Thursday, Oct. 14, 2010

Anna Dickinson

In 1864, abolitionist Anna Dickinson became the first woman invited to speak to both congressional houses in Washington D.C. She was 21. Dickinson — dubbed America's Joan of Arc — first gained a reputation as a leading emancipation activist when she was a teenager. At 14, she was published in William Lloyd Garrison's anti-slavery newspaper The Liberator. By 21, she was an established orator, known for her biting sarcasm and statistic-heavy speeches on women's rights and the Republican emancipation cause. Her address to Congress was no exception. Before political and military leaders, including President Lincoln, Dickinson advocated harsh reconstruction policies and called for the president's reelection.
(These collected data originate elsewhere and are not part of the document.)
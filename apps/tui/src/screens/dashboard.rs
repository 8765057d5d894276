//! "Dashboard" screen: KPIs, recent deals, and recommended actions.

use crossterm::event::KeyCode;
use dealdesk_core::Kpis;
use dealdesk_core::dashboard::{category_counts, format_eur, recent_deals, recommended_actions};
use ratatui::prelude::*;
use ratatui::widgets::{Block, Borders, List, ListItem, Paragraph, Wrap};

use super::{Action, selection};
use crate::app::Session;

pub(crate) struct DashboardScreen {
    selected: usize,
}

impl DashboardScreen {
    pub(crate) fn new() -> Self {
        Self { selected: 0 }
    }

    pub(crate) fn draw(&self, f: &mut Frame, area: Rect, session: &Session) {
        let deals = session.state().deals();
        let kpis = Kpis::compute(deals);

        let rows = Layout::default()
            .direction(Direction::Vertical)
            .margin(1)
            .constraints([Constraint::Length(4), Constraint::Min(1)])
            .split(area);

        let tiles = Layout::default()
            .direction(Direction::Horizontal)
            .constraints([Constraint::Ratio(1, 6); 6])
            .split(rows[0]);

        let figures = [
            ("Active deals", kpis.active.to_string()),
            ("Total value", format_eur(kpis.total_value)),
            ("Average ROI", format!("{:.1}%", kpis.avg_roi)),
            ("NDA pending", kpis.pending_nda.to_string()),
            ("Mandate pending", kpis.pending_mandate.to_string()),
            ("Drafts", kpis.drafts.to_string()),
        ];
        for (i, (label, value)) in figures.into_iter().enumerate() {
            let tile = Paragraph::new(Line::from(value).style(Style::default().add_modifier(Modifier::BOLD)))
                .alignment(Alignment::Center)
                .block(Block::default().borders(Borders::ALL).title(format!(" {label} ")));
            f.render_widget(tile, tiles[i]);
        }

        let body = Layout::default()
            .direction(Direction::Horizontal)
            .constraints([Constraint::Percentage(60), Constraint::Percentage(40)])
            .split(rows[1]);

        let items: Vec<ListItem> = recent_deals(deals)
            .iter()
            .enumerate()
            .map(|(i, deal)| {
                let (style, prefix) = selection(i == self.selected);
                ListItem::new(format!(
                    "{prefix}{}  {}  {}  [{}]",
                    deal.id,
                    deal.title,
                    format_eur(deal.indicative_value),
                    deal.status
                ))
                .style(style)
            })
            .collect();
        let recent = List::new(items).block(
            Block::default()
                .borders(Borders::ALL)
                .title(" Recent deals (Enter to open) "),
        );
        f.render_widget(recent, body[0]);

        let mut lines: Vec<Line> = category_counts(deals)
            .into_iter()
            .map(|(category, count)| Line::from(format!("{:<12} {count}", category.label())))
            .collect();
        lines.push(Line::from(""));
        for action in recommended_actions(deals) {
            lines.push(
                Line::from(action.title).style(Style::default().fg(Color::Yellow)),
            );
            lines.push(Line::from(format!("  {}", action.detail)));
        }
        let side = Paragraph::new(lines).wrap(Wrap { trim: false }).block(
            Block::default()
                .borders(Borders::ALL)
                .title(" Categories & recommended actions "),
        );
        f.render_widget(side, body[1]);
    }

    pub(crate) fn handle_key(&mut self, code: KeyCode, session: &Session) -> Action {
        let recent = recent_deals(session.state().deals());
        match code {
            KeyCode::Up | KeyCode::Char('k') => {
                self.selected = self.selected.saturating_sub(1);
                Action::None
            }
            KeyCode::Down | KeyCode::Char('j') => {
                if self.selected + 1 < recent.len() {
                    self.selected += 1;
                }
                Action::None
            }
            KeyCode::Enter => match recent.get(self.selected) {
                Some(deal) => Action::OpenDeal(deal.id.clone()),
                None => Action::None,
            },
            _ => Action::None,
        }
    }
}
After one of her later speeches, Mark Twain, who is thought to have based a character in "The Gilded Age" on Dickinson, wrote about her "determined lips" and "indignant eyes" which would "snap and flash when she marched the platform pouring out the lava of her blistering eloquence upon the enemy." However, by the end of the century, Dickinson largely fell off the radar. She attempted a career in acting with moderate success. Her medical and mental health declined — some speculate due to alcohol abuse — and she was committed to an asylum for insanity in 1891. She later became entangled in a series of lawsuits, including a hung jury case against those who had her committed. She spent the last forty years of her life as a recluse.